Family Learning Events

Reinforcement of Math Values Outside the School Environment

Teaching assistants organize events such as “Family Fun Nights” that extend learning and the importance of math, nutrition, physical activity, and literacy beyond normal class hours and into a lifestyle. These events give over 300 individuals including families, community members, and other students the opportunity to learn together in a non-threatening and fun environment. This increases visibility and creates opportunities for future collaboration and funding.

Family Fun Nights

At the beginning of the Math & Movement™ Family Fun Night, volunteers (fourth and fifth grade students, middle and high school students, parents, teachers, and community members) will be trained in how to lead the activities. During the remaining time, parents and children will move from station to station, learning the math activities while completing a Math & Movement™ activity guide.

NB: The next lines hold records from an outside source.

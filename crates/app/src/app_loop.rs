//! Frame-level front-end state: which screen is up, the monitor and camera
//! the player holds, and the fixed-step pump into the core.
//! This module exists to turn key state into `PlayerSignals` and session
//! calls, recording every accepted input.
//! It does not draw anything or touch the disk.

use macroquad::prelude::KeyCode;
use night_core::journal::InputPayload;
use night_core::{AgentId, Camera, Game, GameError, NightMode, PhaseKind, PlayerSignals};
use tracing::{debug, info, warn};

/// Fixed simulation step, about thirty ticks per second.
pub const TICK_MS: u64 = 33;
/// Longest real-time gap caught up in one frame; a stalled window never
/// fast-forwards the night.
const MAX_CATCH_UP_MS: u64 = 250;

pub const KEY_HALL_LIGHT: KeyCode = KeyCode::F;
pub const KEY_LEFT_LIGHT: KeyCode = KeyCode::A;
pub const KEY_RIGHT_LIGHT: KeyCode = KeyCode::D;
pub const KEY_DISGUISE: KeyCode = KeyCode::W;
pub const KEY_MONITOR: KeyCode = KeyCode::S;
pub const KEY_WIND: KeyCode = KeyCode::Z;
pub const KEY_CAMERA_LIGHT: KeyCode = KeyCode::X;
pub const KEY_PREV_CAMERA: KeyCode = KeyCode::Q;
pub const KEY_NEXT_CAMERA: KeyCode = KeyCode::E;
pub const KEY_CONFIRM: KeyCode = KeyCode::Enter;
pub const KEY_BACK: KeyCode = KeyCode::Escape;
pub const KEY_OVERLAY: KeyCode = KeyCode::Tab;

#[derive(Clone, Copy, Debug, PartialEq, Eq, Default)]
pub enum Screen {
    #[default]
    Menu,
    CustomEditor {
        cursor: usize,
    },
    Night,
}

/// Keys seen this frame: `pressed` are fresh presses, `down` are held.
#[derive(Clone, Debug, Default)]
pub struct KeyState {
    pub pressed: Vec<KeyCode>,
    pub down: Vec<KeyCode>,
}

impl KeyState {
    pub fn pressed(&self, key: KeyCode) -> bool {
        self.pressed.contains(&key)
    }

    pub fn down(&self, key: KeyCode) -> bool {
        self.down.contains(&key)
    }
}

#[derive(Default)]
pub struct AppState {
    pub screen: Screen,
    pub monitor_open: bool,
    pub camera: Camera,
    pub dev_overlay: bool,
    /// Last refusal from the core, shown on the menu.
    pub notice: Option<GameError>,
    /// Unix seconds, set by the caller each frame; only the report cooldown
    /// reads it.
    pub wall_clock_s: u64,
    accumulator_ms: u64,
    /// Inputs accepted during the current frame's `tick()` call.
    /// Drained by the caller after each tick to extend the journal.
    pub accepted_inputs: Vec<InputPayload>,
}

impl AppState {
    pub fn new(dev_overlay: bool) -> Self {
        Self { dev_overlay, ..Self::default() }
    }

    pub fn tick(&mut self, game: &mut Game, keys: &KeyState, frame_ms: u64) {
        self.accepted_inputs.clear();
        if keys.pressed(KEY_OVERLAY) {
            self.dev_overlay = !self.dev_overlay;
        }

        match self.screen {
            Screen::Menu => self.tick_menu(game, keys),
            Screen::CustomEditor { cursor } => self.tick_editor(game, keys, cursor),
            Screen::Night => self.tick_night(game, keys, frame_ms),
        }
    }

    fn tick_menu(&mut self, game: &mut Game, keys: &KeyState) {
        if keys.pressed(KeyCode::Key1) {
            self.start(game, NightMode::NewGame);
        } else if keys.pressed(KeyCode::Key2) {
            self.start(game, NightMode::Continue);
        } else if keys.pressed(KeyCode::Key3) {
            if game.progress().custom_unlocked {
                self.screen = Screen::CustomEditor { cursor: 0 };
            } else {
                self.notice = Some(GameError::CustomNightLocked);
            }
        } else if keys.pressed(KeyCode::Key4) {
            match game.request_report(self.wall_clock_s) {
                Ok(()) => {
                    info!(seed = game.seed(), "bug report requested");
                    self.notice = None;
                }
                Err(error) => self.notice = Some(error),
            }
        }
    }

    fn tick_editor(&mut self, game: &mut Game, keys: &KeyState, cursor: usize) {
        let count = AgentId::ALL.len();
        let agent = AgentId::ALL[cursor];
        if keys.pressed(KeyCode::Down) {
            self.screen = Screen::CustomEditor { cursor: (cursor + 1) % count };
        } else if keys.pressed(KeyCode::Up) {
            self.screen = Screen::CustomEditor { cursor: (cursor + count - 1) % count };
        } else if keys.pressed(KeyCode::Right) || keys.pressed(KeyCode::Left) {
            let delta = if keys.pressed(KeyCode::Right) { 1 } else { -1 };
            game.adjust_custom_level(agent, delta);
            let level = game.custom_table().level(agent);
            self.accepted_inputs.push(InputPayload::SetCustomLevel { agent, level });
        } else if keys.pressed(KEY_CONFIRM) {
            self.start(game, NightMode::Custom);
        } else if keys.pressed(KEY_BACK) {
            self.screen = Screen::Menu;
        }
    }

    fn start(&mut self, game: &mut Game, mode: NightMode) {
        match game.start_night(mode) {
            Ok(()) => {
                self.accepted_inputs.push(InputPayload::StartNight { mode });
                self.screen = Screen::Night;
                self.monitor_open = false;
                self.camera = Camera::MUSIC_BOX;
                self.accumulator_ms = 0;
                self.notice = None;
            }
            Err(error) => {
                warn!(%error, ?mode, "night refused");
                self.notice = Some(error);
            }
        }
    }

    fn tick_night(&mut self, game: &mut Game, keys: &KeyState, frame_ms: u64) {
        let awaiting_ack =
            matches!(game.phase(), PhaseKind::GameOver | PhaseKind::SixAm | PhaseKind::FoxySequence);
        if awaiting_ack && keys.pressed(KEY_CONFIRM) && game.acknowledge().is_ok() {
            self.accepted_inputs.push(InputPayload::Acknowledge);
        }
        if game.phase() == PhaseKind::Menu {
            self.screen = Screen::Menu;
            return;
        }

        if game.phase().is_active() {
            self.handle_monitor_keys(keys);
        } else {
            self.monitor_open = false;
        }

        self.accumulator_ms += frame_ms.min(MAX_CATCH_UP_MS);
        while self.accumulator_ms >= TICK_MS {
            self.accumulator_ms -= TICK_MS;
            let signals = self.signals(keys);
            let result = game.advance(&signals, TICK_MS);
            self.accepted_inputs.push(InputPayload::Frame { dt_ms: TICK_MS, signals });
            if !result.events.is_empty() {
                debug!(tick = result.tick, events = ?result.events, "tick events");
            }
            if result.phase == PhaseKind::Menu {
                self.screen = Screen::Menu;
                break;
            }
        }
    }

    fn handle_monitor_keys(&mut self, keys: &KeyState) {
        if keys.pressed(KEY_MONITOR) {
            self.monitor_open = !self.monitor_open;
        }
        if !self.monitor_open {
            return;
        }
        let Camera(current) = self.camera;
        if keys.pressed(KEY_NEXT_CAMERA) {
            self.camera = Camera(current % Camera::COUNT + 1);
        } else if keys.pressed(KEY_PREV_CAMERA) {
            self.camera = Camera((current + Camera::COUNT - 2) % Camera::COUNT + 1);
        }
    }

    /// Held keys plus monitor state as the core samples them. A player
    /// closing the monitor mid-frame is seen on the next frame.
    pub fn signals(&self, keys: &KeyState) -> PlayerSignals {
        PlayerSignals {
            watching_hall: keys.down(KEY_HALL_LIGHT),
            light_left_vent: keys.down(KEY_LEFT_LIGHT),
            light_right_vent: keys.down(KEY_RIGHT_LIGHT),
            disguise_active: keys.down(KEY_DISGUISE),
            observation_active: self.monitor_open,
            observation_target: self.camera,
            recharge_requested: keys.down(KEY_WIND),
            camera_light: keys.down(KEY_CAMERA_LIGHT),
        }
    }
}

In order to strengthen our parents’ ability to assist their children with more challenging math, our project includes two e-books for parents: both the instructor guide and the companion student workbook titled Multiply With Me, Learning to Multiply Can Be Fun. The multiplication book is enrichment for students in grades K-2. A student can do the book as soon as they can count to 100. The workbook has large print to encourage reluctant math students. Parent events will be evaluated using pre- and post-event surveys of participants. Benefits of each Family Fun Night include the following:

  • Elementary students strengthen their math skills through enjoyable activities.
  • Parents’ confidence in tutoring their children increases.
  • The math skills of volunteers improve. How often do we hear Americans say, “I can’t do math?” During the evening, volunteers have math-related “aha” moments along with students.
  • Older students have the important opportunity to improve their own math skills through helping younger students. The process of teaching always solidifies one’s own knowledge.
  • The community is encouraged to join together to increase its collective math and reading ability.
  • Strong school/community relationships are promoted.
  • Parent (caregiver)/child bonds are strengthened.